From the success of experiments, a variety of quasi-experimental designs have emerged. The use of RCTs has highlighted the importance of designing robust impact evaluations to answer causality questions. However, as mentioned, RCTs are not always feasible. Valid alternatives to RCTs have been designed and developed. So called quasi-experimental designs that aim to deal with the same questions that experiments deal with, have been popularised and are regarded as good approximations of an experimental design, if certain assumptions hold. Matching, difference-in-differences, regression discontinuity are examples of these alternative quasi-experimental approaches. They exist, are understood by practitioners, and are employed because of the rise of RCTs and an appreciation of their strengths and weaknesses.
The way forward
On the whole, the 2019 Nobel Prize in Economics was justified. The Nobel laureates’ work has improved the way in which causality is investigated in development economics; increased the demand and use of experimental and quasi-experimental approaches to assess the impact of programmes and policies, and helped build a body of robust evidence and knowledge around interventions that work.
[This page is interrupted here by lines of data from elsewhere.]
impl ControllerInner {
	fn navigate(&self, url: &str, opts: NavigateOptions) -> String {
		// Interruption: the in-flight destination settles instantly
		// (with its end notification) before the new navigation starts.
		if self.state.borrow().pending_url.is_some() {
			self.interrupt();
		}

		let clean = strip_query_and_fragment(url);

		let (resolution, outgoing_route, current_clean) = {
			let routes = self.routes.borrow();
			let resolution = routes.resolve(&clean);
			let current_clean =
				strip_query_and_fragment(&self.state.borrow().current_url);
			let outgoing_route = routes
				.matching_pattern(&current_clean)
				.map(str::to_string)
				.or_else(|| {
					(current_clean == routes.not_found_path())
						.then(|| routes.not_found_path().to_string())
				});
			(resolution, outgoing_route, current_clean)
		};

		let (seq, initial_load) = {
			let state = self.state.borrow();
			(state.navigation_seq, state.initial_load)
		};

		// User links record the location being left and push an entry
		// for the destination before anything else happens.
		if opts.is_user_link {
			self.record_visit(&current_clean, outgoing_route.as_deref());
			let entry_seq = if opts.is_back { seq - 1 } else { seq + 1 };
			self.history.push(&self.entry(&resolution.final_url, entry_seq));
		}

		if initial_load {
			self.history.replace(&self.entry(&resolution.final_url, seq));
			{
				let mut state = self.state.borrow_mut();
				state.initial_load = false;
				state.current_url = resolution.final_url.clone();
			}
			debug!(url = %resolution.final_url, "initial load settled");
			self.notify_start(true);
			return resolution.final_url;
		}

		let context = TransitionContext {
			outgoing_url: current_clean,
			incoming_url: resolution.final_url.clone(),
			outgoing_route,
			incoming_route: resolution.matched_pattern.clone(),
			is_back: opts.is_back,
		};
		let duration = self
			.duration_fn
			.borrow()
			.clone()
			.map(|f| f(&context))
			.unwrap_or(0);

		if duration <= 0 {
			// Vetoed: settle without entering TRANSITIONING
			self.notify_start(false);
			self.state.borrow_mut().current_url = resolution.final_url.clone();
			debug!(url = %resolution.final_url, "navigation settled without animation");
			self.notify_end();
			return resolution.final_url;
		}

		self.start_transition(&resolution, opts.is_back, duration as u64);
		resolution.final_url
	}

	fn start_transition(&self, resolution: &Resolution, is_back: bool, duration_ms: u64) {
		let tid = self.transition_id.get() + 1;
		self.transition_id.set(tid);

		{
			let mut state = self.state.borrow_mut();
			state.pending_url = Some(resolution.final_url.clone());
			state.back_navigation = is_back;
			state.navigation_seq += if is_back { -1 } else { 1 };
		}
		debug!(
			url = %resolution.final_url,
			back = is_back,
			duration_ms,
			"transition started"
		);
		self.notify_start(false);

		// One signal per mounted group, plus a dispatch guard token so
		// a group that completes synchronously cannot settle the
		// transition while others are still being notified.
		let group_count = self.groups.borrow().len();
		self.pending_signals.set(group_count + 1);

		let weak = self.weak.clone();
		let timer = self.scheduler.schedule(
			duration_ms,
			Box::new(move || {
				if let Some(inner) = weak.upgrade() {
					inner.complete_transition(tid);
				}
			}),
		);
		self.fallback_timer.set(Some(timer));

		{
			let mut groups = self.groups.borrow_mut();
			for slot in groups.values_mut() {
				let weak = self.weak.clone();
				slot.orchestrator.begin_transition(
					&slot.binding,
					is_back,
					Box::new(move || {
						if let Some(inner) = weak.upgrade() {
							inner.group_done(tid);
						}
					}),
				);
			}
		}

		// Release the dispatch guard
		self.group_done(tid);
	}

	/// One mounted group finished (or stopped being waited on).
	fn group_done(&self, tid: u64) {
		if tid != self.transition_id.get() {
			return;
		}
		let left = self.pending_signals.get().saturating_sub(1);
		self.pending_signals.set(left);
		if left == 0 {
			self.complete_transition(tid);
		}
	}

	/// Natural completion: every group signalled, or the fallback timer
	/// fired first.
	fn complete_transition(&self, tid: u64) {
		if tid != self.transition_id.get() {
			return;
		}
		self.teardown_effects();

		let settled = {
			let mut state = self.state.borrow_mut();
			state.pending_url.take().map(|url| {
				state.current_url = url.clone();
				state.back_navigation = false;
				url
			})
		};
		if let Some(url) = settled {
			debug!(url = %url, "transition settled");
			self.notify_end();
		}
	}

	/// Aborts the in-flight transition: effects and timers are
	/// cancelled, the interrupted destination settles instantly, and
	/// its end notification fires.
	fn interrupt(&self) {
		// Invalidate any signal still in flight for the old transition
		self.transition_id.set(self.transition_id.get() + 1);
		self.teardown_effects();

		let settled = {
			let mut state = self.state.borrow_mut();
			state.pending_url.take().map(|url| {
				state.current_url = url.clone();
				state.back_navigation = false;
				url
			})
		};
		if let Some(url) = settled {
			debug!(url = %url, "transition interrupted; destination settled");
			self.notify_end();
		}
	}

	/// Cancels the fallback timer and every group's in-flight effects.
	fn teardown_effects(&self) {
		if let Some(timer) = self.fallback_timer.take() {
			self.scheduler.cancel(timer);
		}
		let mut groups = self.groups.borrow_mut();
		for slot in groups.values_mut() {
			slot.orchestrator.cancel();
		}
	}

	fn record_visit(&self, outgoing_url: &str, outgoing_route: Option<&str>) {
		self.visited_urls.borrow_mut().add(outgoing_url, false);
		if let Some(route) = outgoing_route {
			self.visited_routes.borrow_mut().add(route, false);
		}
	}

	fn entry(&self, url: &str, seq: i64) -> HistoryEntry {
		HistoryEntry {
			url: url.to_string(),
			display_url: format!("{}{}", self.config.origin_path, url),
			seq,
		}
	}

	fn notify_start(&self, initial_load: bool) {
		let observer = self.on_start.borrow().clone();
		if let Some(observer) = observer {
			observer(&TransitionStart { initial_load });
		}
	}

	fn notify_end(&self) {
		let observer = self.on_end.borrow().clone();
		if let Some(observer) = observer {
			observer();
		}
	}
}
RCTs clearly have limitations. At Oxford Policy Management, we sometimes take the decision to replace RCTs with quasi-experimental designs still capable of generating robust evidence, but less challenging to implement for stakeholders and beneficiaries. Whenever possible, we strive to enrich our impact narratives by complementing our RCTs (or quasi-experiments) with other research approaches, which are more qualitative in nature. In fact, we would argue that ‘mixed-methods’ approaches – where qualitative and quantitative research methods offset each other’s limitations and complement each other’s insights – should become the new ‘gold standard’ in impact evaluations.